Vascular effects of calcium antagonists: implications for hypertension and other risk factors for coronary heart disease.

All calcium antagonists (CAs) so far developed are vasodilators, and this property is a most important component of their therapeutic potency in hypertension and angina pectoris. At a cellular level, the specific interaction of CAs with transmembranous calcium fluxes involves both potential and receptor-operated channels, respectively. Both alpha 2 and alpha 1 adrenoceptors when activated with an appropriate agonist can trigger the calcium influx through receptor-operated CA channels, alpha 2 adrenoceptors probably more readily so than alpha 1. More recently, angiotensin II receptors have also been demonstrated to be involved, although moderately, in the influx of calcium ions from the extracellular space. The hemodynamic profile of CAs is characterized by a particular specificity for the resistance vessels and for the coronary arterial system, as a useful basis for their therapeutic effect in hypertension and in angina pectoris.
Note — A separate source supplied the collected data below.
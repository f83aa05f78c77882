//! Creatures, challenge ratings and encounter difficulty.

mod challenge_rating;
mod creature;
mod encounter;

pub use challenge_rating::ChallengeRating;
pub use creature::{Bestiary, Creature, CREATURE_TYPES, ENVIRONMENTS};
pub use encounter::{
    evaluate_encounter, DifficultyTier, EncounterBudget, EncounterDifficulty,
    DEFAULT_XP_PER_CHARACTER,
};
//! Unified error types for the domain layer
//!
//! Every rule violation in character generation, assembly and encounter
//! evaluation is reported through [`DomainError`]. Nothing in the domain
//! retries or substitutes defaults; the caller decides what to do.

use thiserror::Error;

use crate::value_objects::DiceParseError;

/// Unified error type for domain operations
#[derive(Debug, Error, Clone, PartialEq, Eq)]
pub enum DomainError {
    /// A race, class, background, alignment or creature key is not in the tables
    #[error("Unknown {table} key: {key}")]
    InvalidKey { table: &'static str, key: String },

    /// Ability scores are missing, or a point-buy budget is not fully spent
    #[error("Incomplete ability scores: {0}")]
    IncompleteAbilityScores(String),

    /// A score would leave the bounds of its generation method
    #[error("{ability} score {score} is outside {min}..={max}")]
    OutOfRangeScore {
        ability: &'static str,
        score: i32,
        min: i32,
        max: i32,
    },

    /// A point-buy increase costs more than the remaining budget
    #[error("Insufficient point-buy budget: need {required}, have {remaining}")]
    InsufficientBudget { required: i32, remaining: i32 },

    /// Validation failed (e.g., invalid field values)
    #[error("Validation failed: {0}")]
    Validation(String),

    /// Parse error (for value objects)
    #[error("Parse error: {0}")]
    Parse(String),

    /// Wizard step transition not allowed
    #[error("Invalid state transition: {0}")]
    InvalidStateTransition(String),
}

impl DomainError {
    /// Create an unknown-key error for the given reference table.
    pub fn invalid_key(table: &'static str, key: impl Into<String>) -> Self {
        Self::InvalidKey {
            table,
            key: key.into(),
        }
    }

    /// Create an incomplete ability scores error
    pub fn incomplete(msg: impl Into<String>) -> Self {
        Self::IncompleteAbilityScores(msg.into())
    }

    /// Creates a validation error for business rule violations.
    ///
    /// # Example
    /// ```ignore
    /// if party_size == 0 {
    ///     return Err(DomainError::validation("Party size must be at least 1"));
    /// }
    /// ```
    pub fn validation(msg: impl Into<String>) -> Self {
        Self::Validation(msg.into())
    }

    /// Creates a parse error for string-to-type conversion failures.
    pub fn parse(msg: impl Into<String>) -> Self {
        Self::Parse(msg.into())
    }

    /// Create an invalid state transition error
    pub fn invalid_state_transition(msg: impl Into<String>) -> Self {
        Self::InvalidStateTransition(msg.into())
    }

    /// True for errors caused by a lookup against the reference tables.
    pub fn is_invalid_key(&self) -> bool {
        matches!(self, Self::InvalidKey { .. })
    }
}

impl From<DiceParseError> for DomainError {
    fn from(err: DiceParseError) -> Self {
        Self::Parse(err.to_string())
    }
}

#[cfg(test)]
mod tests {
    use super::*;

    #[test]
    fn test_invalid_key_error() {
        let err = DomainError::invalid_key("race", "Marciano");
        assert!(err.is_invalid_key());
        assert_eq!(err.to_string(), "Unknown race key: Marciano");
    }

    #[test]
    fn test_out_of_range_error() {
        let err = DomainError::OutOfRangeScore {
            ability: "STR",
            score: 16,
            min: 8,
            max: 15,
        };
        assert_eq!(err.to_string(), "STR score 16 is outside 8..=15");
    }

    #[test]
    fn test_insufficient_budget_error() {
        let err = DomainError::InsufficientBudget {
            required: 2,
            remaining: 1,
        };
        assert!(err.to_string().contains("need 2, have 1"));
    }

    #[test]
    fn test_from_dice_parse_error() {
        let dice_err = DiceParseError::Empty;
        let domain_err: DomainError = dice_err.into();
        assert!(matches!(domain_err, DomainError::Parse(_)));
        assert!(domain_err.to_string().contains("Empty dice formula"));
    }
}
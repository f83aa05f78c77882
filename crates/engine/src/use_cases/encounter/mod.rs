//! Encounter evaluation use cases.

use std::sync::Arc;

use forge_domain::{evaluate_encounter, Bestiary, ChallengeRating, EncounterBudget, EncounterDifficulty};
use serde::Serialize;

use crate::infrastructure::ports::ContentProviderPort;
use crate::use_cases::EngineError;

/// One resolved participant of an encounter.
#[derive(Debug, Clone, PartialEq, Serialize)]
#[serde(rename_all = "camelCase")]
pub struct EncounterEntry {
    /// Creature name, or the rating label when given a bare rating.
    pub label: String,
    pub challenge_rating: ChallengeRating,
    pub xp: u64,
}

#[derive(Debug, Clone, PartialEq, Serialize)]
#[serde(rename_all = "camelCase")]
pub struct EncounterReport {
    pub party_size: u32,
    pub entries: Vec<EncounterEntry>,
    pub difficulty: EncounterDifficulty,
}

/// Convert a decimal rating from the content API (0.125, 0.25, 0.5, 1, ...).
fn rating_from_decimal(value: f64) -> Option<ChallengeRating> {
    let label = if (value - 0.125).abs() < f64::EPSILON {
        "1/8".to_string()
    } else if (value - 0.25).abs() < f64::EPSILON {
        "1/4".to_string()
    } else if (value - 0.5).abs() < f64::EPSILON {
        "1/2".to_string()
    } else if value.fract() == 0.0 && (0.0..=30.0).contains(&value) {
        format!("{}", value as u8)
    } else {
        return None;
    };
    ChallengeRating::parse(&label).ok()
}

/// Container for encounter use cases.
pub struct EncounterUseCases {
    bestiary: Arc<Bestiary>,
    budget: EncounterBudget,
    content: Arc<dyn ContentProviderPort>,
}

impl EncounterUseCases {
    pub fn new(
        bestiary: Arc<Bestiary>,
        budget: EncounterBudget,
        content: Arc<dyn ContentProviderPort>,
    ) -> Self {
        Self {
            bestiary,
            budget,
            content,
        }
    }

    pub fn bestiary(&self) -> &Bestiary {
        &self.bestiary
    }

    /// Resolve each entry as a challenge rating, a bestiary creature, or a
    /// remote monster index, in that order.
    async fn resolve(&self, entry: &str) -> Result<EncounterEntry, EngineError> {
        let entry = entry.trim();
        if let Ok(cr) = ChallengeRating::parse(entry) {
            return Ok(EncounterEntry {
                label: format!("CR {}", cr),
                challenge_rating: cr,
                xp: cr.xp(),
            });
        }
        if let Ok(creature) = self.bestiary.get(entry) {
            return Ok(EncounterEntry {
                label: creature.name.clone(),
                challenge_rating: creature.challenge_rating,
                xp: creature.xp(),
            });
        }

        let index = entry.to_lowercase().split_whitespace().collect::<Vec<_>>().join("-");
        match self.content.monster(&index).await {
            Ok(Some(monster)) => {
                let cr = rating_from_decimal(monster.challenge_rating)
                    .ok_or_else(|| EngineError::UnknownCreature(entry.to_string()))?;
                tracing::debug!(monster = %monster.name, cr = %cr, "Resolved remote monster");
                Ok(EncounterEntry {
                    label: monster.name,
                    challenge_rating: cr,
                    xp: cr.xp(),
                })
            }
            Ok(None) => Err(EngineError::UnknownCreature(entry.to_string())),
            Err(e) => {
                tracing::warn!(monster = %index, error = %e, "Monster lookup failed");
                Err(EngineError::UnknownCreature(entry.to_string()))
            }
        }
    }

    /// Evaluate an encounter given creature names or challenge ratings.
    pub async fn evaluate(
        &self,
        creatures: &[String],
        party_size: u32,
    ) -> Result<EncounterReport, EngineError> {
        let mut entries = Vec::with_capacity(creatures.len());
        for creature in creatures {
            entries.push(self.resolve(creature).await?);
        }

        let difficulty = evaluate_encounter(
            entries.iter().map(|e| e.challenge_rating),
            party_size,
            self.budget,
        )?;

        tracing::info!(
            party_size,
            creatures = entries.len(),
            total_xp = difficulty.total_xp,
            tier = difficulty.tier.as_str(),
            "Encounter evaluated"
        );

        Ok(EncounterReport {
            party_size,
            entries,
            difficulty,
        })
    }
}

#[cfg(test)]
mod tests {
    use super::*;
    use crate::infrastructure::content_sources::NoContent;
    use crate::infrastructure::ports::{MockContentProviderPort, MonsterSummary};
    use forge_domain::{DifficultyTier, DomainError};

    fn use_cases(content: impl ContentProviderPort + 'static) -> EncounterUseCases {
        EncounterUseCases::new(
            Arc::new(Bestiary::builtin()),
            EncounterBudget::default(),
            Arc::new(content),
        )
    }

    fn names(items: &[&str]) -> Vec<String> {
        items.iter().map(|s| s.to_string()).collect()
    }

    #[tokio::test]
    async fn ratings_and_creatures_mix() {
        let uc = use_cases(NoContent);
        let report = uc
            .evaluate(&names(&["1/4", "goblin", "Trol"]), 4)
            .await
            .expect("valid encounter");
        assert_eq!(report.entries.len(), 3);
        assert_eq!(report.entries[1].label, "Goblin");
        assert_eq!(report.difficulty.total_xp, 50 + 50 + 1_800);
        assert_eq!(report.difficulty.threshold, 2_000);
        assert_eq!(report.difficulty.tier, DifficultyTier::Medium);
    }

    #[tokio::test]
    async fn four_trolls_are_deadly_for_four() {
        let uc = use_cases(NoContent);
        let report = uc
            .evaluate(&names(&["Trol", "Trol", "Trol", "Trol"]), 4)
            .await
            .expect("valid encounter");
        assert_eq!(report.difficulty.tier, DifficultyTier::Deadly);
    }

    #[tokio::test]
    async fn zero_party_is_a_validation_error() {
        let uc = use_cases(NoContent);
        let err = uc.evaluate(&names(&["1"]), 0).await.expect_err("empty party");
        assert!(matches!(err, EngineError::Domain(DomainError::Validation(_))));
    }

    #[tokio::test]
    async fn unknown_creature_is_reported() {
        let uc = use_cases(NoContent);
        let err = uc
            .evaluate(&names(&["Tarrasca"]), 4)
            .await
            .expect_err("unknown");
        assert!(matches!(err, EngineError::UnknownCreature(name) if name == "Tarrasca"));
    }

    #[tokio::test]
    async fn remote_monster_fills_gaps() {
        let mut content = MockContentProviderPort::new();
        content
            .expect_monster()
            .withf(|index| index == "owlbear")
            .returning(|_| {
                Ok(Some(MonsterSummary {
                    index: "owlbear".to_string(),
                    name: "Owlbear".to_string(),
                    size: "Large".to_string(),
                    creature_type: "monstrosity".to_string(),
                    alignment: "unaligned".to_string(),
                    armor_class: 13,
                    hit_points: 59,
                    challenge_rating: 3.0,
                    xp: 700,
                }))
            });
        let uc = use_cases(content);
        let report = uc.evaluate(&names(&["Owlbear"]), 2).await.expect("resolved");
        assert_eq!(report.entries[0].label, "Owlbear");
        assert_eq!(report.difficulty.total_xp, 700);
        assert_eq!(report.difficulty.tier, DifficultyTier::Medium);
    }

    #[test]
    fn decimal_ratings_convert() {
        assert_eq!(rating_from_decimal(0.25).map(|cr| cr.xp()), Some(50));
        assert_eq!(rating_from_decimal(0.125).map(|cr| cr.xp()), Some(25));
        assert_eq!(rating_from_decimal(21.0).map(|cr| cr.xp()), Some(33_000));
        assert_eq!(rating_from_decimal(0.3), None);
        assert_eq!(rating_from_decimal(31.0), None);
    }
}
The weak natriuretic activity of CAs, probably the result of a tubular effect in the kidney, counteracts the fluid retention to be expected for vasodilator drugs. Interesting ancillary properties of CAs are their potentially favorable effects on the myocardial and vascular hypertrophy associated with long-standing hypertension, as well as their antiatherogenic activity that so far has only been demonstrated in animal models. Such additional properties are of potential benefit and deserve further research, since most large-scale hypertension trials have shown that vasodilatation and the reduction of elevated blood pressure as such, are probably not sufficient to adequately protect hypertensive patients against coronary events.